Eighteen months after NIS2 came into force across the European Union, the enforcement phase is no longer hypothetical. National supervisors in Germany, France, Italy, and the Netherlands have issued the first significant fines and enforcement orders, and the pattern that's emerging is more instructive than the directive text itself.
The early cases share an uncomfortable theme. Very few of them are about the absence of controls; they're about the absence of evidence that controls exist. A hospital group fined for an outdated incident response plan that hadn't been tested in three years. A logistics operator sanctioned not for a breach, but for missing the seventy‑two‑hour reporting window. A digital infrastructure provider penalized because its supply‑chain risk register named vendors but never assessed any of them.
"European supervisors aren't asking whether you have a policy. They're asking when you last tested it – and they want to see the calendar invite."
That pattern matters because it tells well‑prepared organizations where the audit lens will land. Documentation, dates, signatures, and exercise records are doing the heavy lifting. A perfectly designed control with no evidence of operation looks identical, from a supervisor's chair, to a control that doesn't exist. NIS2 is, in practice, an evidence regime.
Cross‑border enforcement is also coming into focus. Several of the early cases involved entities headquartered in one member state and operating critical services in another. The coordinating supervisor concept is still maturing, but multinational operators should not assume that the strictest national authority is the only one they need to satisfy. Aligning to the most demanding national interpretation is, increasingly, the safer default.

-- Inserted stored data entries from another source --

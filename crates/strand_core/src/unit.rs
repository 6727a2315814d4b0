//! Unit conversion for distance, angle and time attributes
//!
//! Hosts store values in native units: centimeters, radians and seconds.
//! A [`Unit`] converts between a caller unit and the native one.

use core::fmt;
use core::str::FromStr;
use serde::{Deserialize, Serialize};

/// Physical dimension carried by a unit-typed attribute
#[derive(Debug, Clone, Copy, PartialEq, Eq, Hash, Serialize, Deserialize)]
#[serde(rename_all = "lowercase")]
pub enum UnitKind {
    Distance,
    Angle,
    Time,
}

impl UnitKind {
    /// The unit values of this kind are stored in
    pub fn native(&self) -> Unit {
        match self {
            Self::Distance => Unit::Centimeters,
            Self::Angle => Unit::Radians,
            Self::Time => Unit::Seconds,
        }
    }
}

/// A concrete unit a caller may read or write in
#[derive(Debug, Clone, Copy, PartialEq, Eq, Hash, Serialize, Deserialize)]
#[serde(rename_all = "lowercase")]
pub enum Unit {
    Millimeters,
    Centimeters,
    Meters,
    Kilometers,
    Inches,
    Feet,
    Yards,
    Radians,
    Degrees,
    AngularMinutes,
    AngularSeconds,
    Seconds,
    Milliseconds,
    Minutes,
    Hours,
    /// 24 fps
    Film,
    /// 25 fps
    Pal,
    /// 30 fps
    Ntsc,
    /// 15 fps
    Game,
}

impl Unit {
    pub fn kind(&self) -> UnitKind {
        match self {
            Self::Millimeters
            | Self::Centimeters
            | Self::Meters
            | Self::Kilometers
            | Self::Inches
            | Self::Feet
            | Self::Yards => UnitKind::Distance,
            Self::Radians | Self::Degrees | Self::AngularMinutes | Self::AngularSeconds => {
                UnitKind::Angle
            }
            Self::Seconds
            | Self::Milliseconds
            | Self::Minutes
            | Self::Hours
            | Self::Film
            | Self::Pal
            | Self::Ntsc
            | Self::Game => UnitKind::Time,
        }
    }

    /// How many of this unit make up one native unit
    pub fn per_native(&self) -> f64 {
        use std::f64::consts::PI;
        match self {
            Self::Millimeters => 10.0,
            Self::Centimeters => 1.0,
            Self::Meters => 0.01,
            Self::Kilometers => 0.00001,
            Self::Inches => 1.0 / 2.54,
            Self::Feet => 1.0 / 30.48,
            Self::Yards => 1.0 / 91.44,
            Self::Radians => 1.0,
            Self::Degrees => 180.0 / PI,
            Self::AngularMinutes => 180.0 * 60.0 / PI,
            Self::AngularSeconds => 180.0 * 3600.0 / PI,
            Self::Seconds => 1.0,
            Self::Milliseconds => 1000.0,
            Self::Minutes => 1.0 / 60.0,
            Self::Hours => 1.0 / 3600.0,
            Self::Film => 24.0,
            Self::Pal => 25.0,
            Self::Ntsc => 30.0,
            Self::Game => 15.0,
        }
    }

    /// Convert a native value into this unit
    #[inline]
    pub fn from_native(&self, value: f64) -> f64 {
        value * self.per_native()
    }

    /// Convert a value in this unit into the native unit
    #[inline]
    pub fn to_native(&self, value: f64) -> f64 {
        value / self.per_native()
    }

    /// Convert between two units of the same kind
    pub fn convert(value: f64, from: Unit, to: Unit) -> Option<f64> {
        if from.kind() != to.kind() {
            return None;
        }
        Some(to.from_native(from.to_native(value)))
    }

    pub fn as_str(&self) -> &'static str {
        match self {
            Self::Millimeters => "mm",
            Self::Centimeters => "cm",
            Self::Meters => "m",
            Self::Kilometers => "km",
            Self::Inches => "in",
            Self::Feet => "ft",
            Self::Yards => "yd",
            Self::Radians => "rad",
            Self::Degrees => "deg",
            Self::AngularMinutes => "arcmin",
            Self::AngularSeconds => "arcsec",
            Self::Seconds => "s",
            Self::Milliseconds => "ms",
            Self::Minutes => "min",
            Self::Hours => "h",
            Self::Film => "film",
            Self::Pal => "pal",
            Self::Ntsc => "ntsc",
            Self::Game => "game",
        }
    }
}

impl fmt::Display for Unit {
    fn fmt(&self, f: &mut fmt::Formatter<'_>) -> fmt::Result {
        f.write_str(self.as_str())
    }
}

impl FromStr for Unit {
    type Err = String;

    fn from_str(s: &str) -> Result<Self, Self::Err> {
        match s.to_lowercase().as_str() {
            "mm" | "millimeters" => Ok(Self::Millimeters),
            "cm" | "centimeters" => Ok(Self::Centimeters),
            "m" | "meters" => Ok(Self::Meters),
            "km" | "kilometers" => Ok(Self::Kilometers),
            "in" | "inches" => Ok(Self::Inches),
            "ft" | "feet" => Ok(Self::Feet),
            "yd" | "yards" => Ok(Self::Yards),
            "rad" | "radians" => Ok(Self::Radians),
            "deg" | "degrees" => Ok(Self::Degrees),
            "arcmin" => Ok(Self::AngularMinutes),
            "arcsec" => Ok(Self::AngularSeconds),
            "s" | "sec" | "seconds" => Ok(Self::Seconds),
            "ms" | "milliseconds" => Ok(Self::Milliseconds),
            "min" | "minutes" => Ok(Self::Minutes),
            "h" | "hours" => Ok(Self::Hours),
            "film" | "24fps" => Ok(Self::Film),
            "pal" | "25fps" => Ok(Self::Pal),
            "ntsc" | "30fps" => Ok(Self::Ntsc),
            "game" | "15fps" => Ok(Self::Game),
            _ => Err(format!("Unknown unit: {}", s)),
        }
    }
}

#[cfg(test)]
mod tests {
    use super::*;

    fn close(a: f64, b: f64) -> bool {
        (a - b).abs() < 1e-9
    }

    #[test]
    fn test_distance_factors() {
        assert!(close(Unit::Meters.from_native(100.0), 1.0));
        assert!(close(Unit::Meters.to_native(1.0), 100.0));
        assert!(close(Unit::Millimeters.from_native(1.0), 10.0));
        assert!(close(Unit::Inches.to_native(1.0), 2.54));
    }

    #[test]
    fn test_angle_and_time() {
        assert!(close(Unit::Degrees.from_native(std::f64::consts::PI), 180.0));
        assert!(close(Unit::Film.from_native(1.0), 24.0));
        assert!(close(Unit::Pal.to_native(50.0), 2.0));
    }

    #[test]
    fn test_convert_rejects_mixed_kinds() {
        assert_eq!(Unit::convert(1.0, Unit::Meters, Unit::Degrees), None);
        let feet = Unit::convert(1.0, Unit::Yards, Unit::Feet).unwrap();
        assert!(close(feet, 3.0));
    }

    #[test]
    fn test_parse_display() {
        for unit in [Unit::Meters, Unit::Degrees, Unit::Ntsc, Unit::AngularSeconds] {
            assert_eq!(unit.to_string().parse::<Unit>(), Ok(unit));
        }
        assert!("furlong".parse::<Unit>().is_err());
    }
}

For security and compliance leaders outside the EU, the lesson generalizes. As the SEC's disclosure rules, APRA CPS 230, and similar regimes mature, regulators everywhere are converging on the same expectation – prove that what's on paper is also what happens in practice. The organizations that treat 2026 as the year to close that gap will spend the back half of the decade competing on capability, not explaining themselves to supervisors.